Een intensievere behandeling is in de regel nodig als het kind ertoe neigt spreeksituaties te ontlopen of gevreesde woorden te omzeilen. De tendens om situaties te vermijden of zich aan spreekopdrachten te onttrekken is meestal een duidelijk herkenbaar signaal dat het kind hulp nodig heeft. Wij allen vermijden en ontwijken onplezierige situaties. Wie stottert doet dat ook, vooral als hij weet dat de reacties van luisteraars voor hem onplezierig kunnen zijn. Nu is het helaas zo, dat het ontwijken van situaties en het verbergen van stotteren juist angst voor de situaties en angst voor ontdekking van het stotteren doen toenemen. Wanneer de angst en de spanning toenemen, wordt het stotteren erger. Als we iemand kunnen helpen meer naar buiten te komen met zijn stotteren, zijn we al een heel eind op weg.
In de behandeling wordt geoefend hoe hij zich t.o.v. zijn spreekstoring en de buitenwereld moet opstellen. Hij leert begrijpen dat het geen zin heeft op handige manieren te trachten voor normaal spreker door te gaan. Deze laatste houding levert hem toch alleen maar een schijnsucces op en doet de angst voor mislukking toenemen.
Hij leert begrijpen, dat hij het is die stottert, dat hij het zelf is die de blokkades en herhalingen tot stand brengt.
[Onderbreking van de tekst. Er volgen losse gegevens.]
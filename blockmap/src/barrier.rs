//! The write-side graph: barrier ways for one or more tiles, planarized and ready for face
//! assignment. Wraps the generic arena with world coordinates, tile bookkeeping, and the
//! multi-pass OSM ingestion.

use std::collections::{BTreeSet, HashMap, HashSet};

use anyhow::Result;

use geom::{LonLat, QuantizedPt, TileId};

use crate::classify::BarrierClassifier;
use crate::flatten::flatten;
use crate::graph::{EdgeID, Graph, VertexID};
use crate::osm::{NodeID, RawFeature, Tags, WayID};
use crate::prune::{prune_dead_ends, prune_shape_points};

/// A raw tile source. Must behave as a pure function of the tile id; the pipeline retries and
/// dedups on that assumption.
pub trait TileFetcher {
    fn fetch_tile(&self, tile: TileId) -> Result<Vec<RawFeature>>;
}

#[derive(Clone, Debug, PartialEq)]
pub struct EdgeData {
    /// Intermediate geometry between the two endpoint vertices, ordered relative to the stored
    /// v1 -> v2 orientation. Never contains the endpoint coordinates themselves.
    pub shape: Vec<LonLat>,
    pub tags: Tags,
}

#[derive(Clone, Debug, Default)]
pub struct FaceData {
    /// (land-use label, percent of the face's area)
    pub landuse: Vec<(String, f64)>,
}

pub struct BarrierGraph {
    pub graph: Graph<LonLat, EdgeData, FaceData>,
    zoom: u8,

    // Ingestion state, persistent across tile loads so overlapping data unifies.
    node_coords: HashMap<NodeID, LonLat>,
    node_way_uses: HashMap<NodeID, usize>,
    vertex_candidates: HashSet<NodeID>,
    node_to_vertex: HashMap<NodeID, VertexID>,
    ways_seen: HashSet<WayID>,
    loaded_tiles: BTreeSet<TileId>,
}

impl BarrierGraph {
    pub fn new(zoom: u8) -> BarrierGraph {
        BarrierGraph {
            graph: Graph::new(),
            zoom,
            node_coords: HashMap::new(),
            node_way_uses: HashMap::new(),
            vertex_candidates: HashSet::new(),
            node_to_vertex: HashMap::new(),
            ways_seen: HashSet::new(),
            loaded_tiles: BTreeSet::new(),
        }
    }

    pub fn zoom(&self) -> u8 {
        self.zoom
    }

    pub fn set_tile_loaded(&mut self, tile: TileId) {
        self.loaded_tiles.insert(tile);
    }

    pub fn is_tile_loaded(&self, tile: TileId) -> bool {
        self.loaded_tiles.contains(&tile)
    }

    pub fn tile_for(&self, pt: LonLat) -> TileId {
        TileId::containing(pt, self.zoom)
    }

    /// Is the tile containing this point loaded?
    pub fn has_tile_for(&self, pt: LonLat) -> bool {
        self.is_tile_loaded(self.tile_for(pt))
    }

    pub fn quantize(&self, pt: LonLat) -> QuantizedPt {
        QuantizedPt::from_lonlat(pt, self.zoom)
    }

    /// The full geometry of an edge in stored orientation: v1's coordinate, the shape points,
    /// v2's coordinate.
    pub fn edge_polyline(&self, id: EdgeID) -> Vec<LonLat> {
        let edge = self.graph.edge(id);
        let mut pts = Vec::with_capacity(edge.data.shape.len() + 2);
        pts.push(*self.graph.vertex(edge.v1));
        pts.extend(edge.data.shape.iter().cloned());
        pts.push(*self.graph.vertex(edge.v2));
        pts
    }

    /// Does every point of this edge sit in a loaded tile? Pruning must leave partially-loaded
    /// edges alone; they might gain connections when the adjoining tile loads.
    pub fn edge_fully_loaded(&self, id: EdgeID) -> bool {
        self.edge_polyline(id)
            .into_iter()
            .all(|pt| self.has_tile_for(pt))
    }

    /// Ingests one batch of raw features. Idempotent per way. Returns the tiles, not yet loaded,
    /// where boundary-safety vertices had to be materialized -- candidates for loading next.
    ///
    /// Three passes. First, scan barrier ways to find which nodes must become graph vertices: way
    /// endpoints and any node shared between ways. Second, locate all referenced nodes and
    /// materialize vertices; a node in an unloaded tile becomes a vertex too, so future tile
    /// loads can attach to it. Third, split each way into vertex-to-vertex edges, with the
    /// interior nodes as shape points.
    pub fn add(
        &mut self,
        features: Vec<RawFeature>,
        classifier: &BarrierClassifier,
    ) -> Result<Vec<TileId>> {
        // Pass 1: vertex candidates
        for f in &features {
            if let RawFeature::Line { id, nodes, tags } = f {
                if self.ways_seen.contains(id) || !classifier.is_barrier(tags) {
                    continue;
                }
                self.vertex_candidates.insert(nodes[0]);
                self.vertex_candidates.insert(*nodes.last().unwrap());
                let mut seen_here: HashSet<NodeID> = HashSet::new();
                for n in nodes {
                    // A way revisiting its own node (a loop) also forces a vertex there.
                    if !seen_here.insert(*n) {
                        self.vertex_candidates.insert(*n);
                        continue;
                    }
                    let uses = self.node_way_uses.entry(*n).or_insert(0);
                    *uses += 1;
                    if *uses > 1 {
                        self.vertex_candidates.insert(*n);
                    }
                }
            }
        }

        // Pass 2: locate nodes, materialize vertices
        let mut uncovered: BTreeSet<TileId> = BTreeSet::new();
        for f in &features {
            if let RawFeature::Point { id, pt } = f {
                if !self.node_way_uses.contains_key(id) {
                    continue;
                }
                self.node_coords.insert(*id, *pt);
                let tile = self.tile_for(*pt);
                let boundary_safety = !self.is_tile_loaded(tile);
                if self.vertex_candidates.contains(id) || boundary_safety {
                    if !self.node_to_vertex.contains_key(id) {
                        let v = self.graph.add_vertex(*pt);
                        self.node_to_vertex.insert(*id, v);
                        if boundary_safety {
                            uncovered.insert(tile);
                        }
                    }
                }
            }
        }

        // Pass 3: ways into edges
        for f in &features {
            if let RawFeature::Line { id, nodes, tags } = f {
                if self.ways_seen.contains(id) || !classifier.is_barrier(tags) {
                    continue;
                }
                self.add_way(*id, nodes, tags)?;
                self.ways_seen.insert(*id);
            }
        }

        Ok(uncovered.into_iter().collect())
    }

    fn add_way(&mut self, id: WayID, nodes: &[NodeID], tags: &Tags) -> Result<()> {
        let mut run_start: Option<VertexID> = None;
        let mut shape: Vec<LonLat> = Vec::new();
        for n in nodes {
            let pt = match self.node_coords.get(n) {
                Some(pt) => *pt,
                None => bail!("{} references {}, never located in any loaded tile", id, n),
            };
            match self.node_to_vertex.get(n) {
                Some(v) => {
                    let v = *v;
                    if let Some(start) = run_start {
                        self.graph.add_edge(
                            start,
                            v,
                            EdgeData {
                                shape: std::mem::take(&mut shape),
                                tags: tags.clone(),
                            },
                        );
                    }
                    run_start = Some(v);
                    shape.clear();
                }
                None => {
                    shape.push(pt);
                }
            }
        }
        Ok(())
    }

    /// Loads each tile's data, then re-establishes the planar invariants over the whole
    /// accumulated graph: a new tile's edges may cross or fuse with previously loaded geometry
    /// anywhere. Any committed faces are invalidated wholesale rather than patched. Returns the
    /// boundary-safety tiles reported by ingestion.
    pub fn add_tiles(
        &mut self,
        tiles: Vec<TileId>,
        fetcher: &dyn TileFetcher,
        classifier: &BarrierClassifier,
    ) -> Result<Vec<TileId>> {
        let mut uncovered = BTreeSet::new();
        for tile in tiles {
            if self.is_tile_loaded(tile) {
                continue;
            }
            let features = match fetcher.fetch_tile(tile) {
                Ok(features) => features,
                Err(err) => {
                    // Keep going with partial data; an unavailable source tile is just empty.
                    warn!("Fetching {} failed, treating as empty: {}", tile, err);
                    Vec::new()
                }
            };
            uncovered.extend(self.add(features, classifier)?);
            self.set_tile_loaded(tile);
        }

        if self.graph.num_faces() > 0 {
            self.graph.reset_faces();
        }
        flatten(self);
        prune_dead_ends(self);
        prune_shape_points(self);
        self.standardize_edges();

        Ok(uncovered
            .into_iter()
            .filter(|t| !self.is_tile_loaded(*t))
            .collect())
    }

    /// Canonicalizes every edge's stored orientation so that an edge discovered from either
    /// endpoint hashes identically: the forward quantized coordinate sequence must not sort
    /// after the backward one.
    pub fn standardize_edges(&mut self) {
        let ids: Vec<EdgeID> = self.graph.edge_ids().collect();
        for id in ids {
            let forward: Vec<QuantizedPt> = self
                .edge_polyline(id)
                .into_iter()
                .map(|pt| self.quantize(pt))
                .collect();
            let mut backward = forward.clone();
            backward.reverse();
            if backward < forward {
                self.graph.reverse_edge(id, |data| data.shape.reverse());
            }
        }
    }

    /// The canonical quantized coordinate sequence of an edge, the input to its content
    /// identifier. Call after `standardize_edges`.
    pub fn edge_quantized(&self, id: EdgeID) -> Vec<QuantizedPt> {
        self.edge_polyline(id)
            .into_iter()
            .map(|pt| self.quantize(pt))
            .collect()
    }
}

#[cfg(test)]
mod tests {
    use super::*;
    use crate::osm::tests_support::{line, point, road_tags};

    #[test]
    fn way_splits_at_shared_nodes() {
        let mut g = BarrierGraph::new(14);
        let classifier = BarrierClassifier::default_barriers();
        // Two ways sharing node 3; nodes 2 and 4 stay shape points.
        let features = vec![
            point(1, 13.401, 52.521),
            point(2, 13.402, 52.521),
            point(3, 13.403, 52.521),
            point(4, 13.403, 52.522),
            point(5, 13.403, 52.523),
            line(100, &[1, 2, 3], road_tags()),
            line(101, &[3, 4, 5], road_tags()),
        ];
        // Pretend the tile is loaded, so no boundary-safety promotion muddies the test.
        for n in [1, 2, 3, 4, 5] {
            g.set_tile_loaded(TileId::containing(
                LonLat::new(13.401 + 0.001 * f64::from(n - 1), 52.521),
                14,
            ));
        }
        g.set_tile_loaded(TileId::containing(LonLat::new(13.403, 52.522), 14));
        g.set_tile_loaded(TileId::containing(LonLat::new(13.403, 52.523), 14));
        g.add(features, &classifier).unwrap();

        assert_eq!(2, g.graph.edge_ids().count());
        // 1, 3, 5 became vertices; 2 and 4 are shape points
        assert_eq!(3, g.graph.vertex_ids().count());
        for id in g.graph.edge_ids() {
            assert_eq!(1, g.graph.edge(id).data.shape.len());
        }
    }

    #[test]
    fn readding_a_way_is_idempotent() {
        let mut g = BarrierGraph::new(14);
        let classifier = BarrierClassifier::default_barriers();
        let features = vec![
            point(1, 13.401, 52.521),
            point(2, 13.402, 52.521),
            line(100, &[1, 2], road_tags()),
        ];
        g.add(features.clone(), &classifier).unwrap();
        g.add(features, &classifier).unwrap();
        assert_eq!(1, g.graph.edge_ids().count());
    }

    #[test]
    fn missing_node_is_fatal() {
        let mut g = BarrierGraph::new(14);
        let classifier = BarrierClassifier::default_barriers();
        let features = vec![
            point(1, 13.401, 52.521),
            line(100, &[1, 2], road_tags()),
        ];
        assert!(g.add(features, &classifier).is_err());
    }

    #[test]
    fn boundary_safety_reports_uncovered_tiles() {
        let mut g = BarrierGraph::new(14);
        let classifier = BarrierClassifier::default_barriers();
        let features = vec![
            point(1, 13.401, 52.521),
            point(2, 13.402, 52.521),
            line(100, &[1, 2], road_tags()),
        ];
        let uncovered = g.add(features, &classifier).unwrap();
        // Nothing is loaded, so both nodes landed in unloaded territory.
        assert!(!uncovered.is_empty());
    }
}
Hij zal leren dat alleen hijzelf daar iets aan kan veranderen. Hij leert dus wat hij kan doen om spanning op tijd los te laten.
Behandelingssystemen zijn opvoedingssystemen, die de mens zover willen brengen dat hijzelf aan de oplossing van zijn problemen kan werken.
Wie stottert kan leren hoe de storing tot stand komt en hoe hij de situatie om kan buigen. Hij leert niet alleen hoe hij zijn stotteren kan voorkomen of een blokkade kan oplossen, hij leert ook dat hij openlijk en vrijuit zijn hulpmiddelen kan en mag gebruiken. Hiervoor is echter een omgeving nodig waarin deze openheid een gunstige reactie krijgt. In de behandelkamer van de logopedist is die open, eerlijke atmosfeer vanzelfsprekend aanwezig, omdat daar het gesprek over het stotteren en de verbeteringsmogelijkheden gaat. We moeten nu zorgen dat de sfeer op school en thuis in openheid en eerlijkheid niet van de behandelingssfeer verschillen.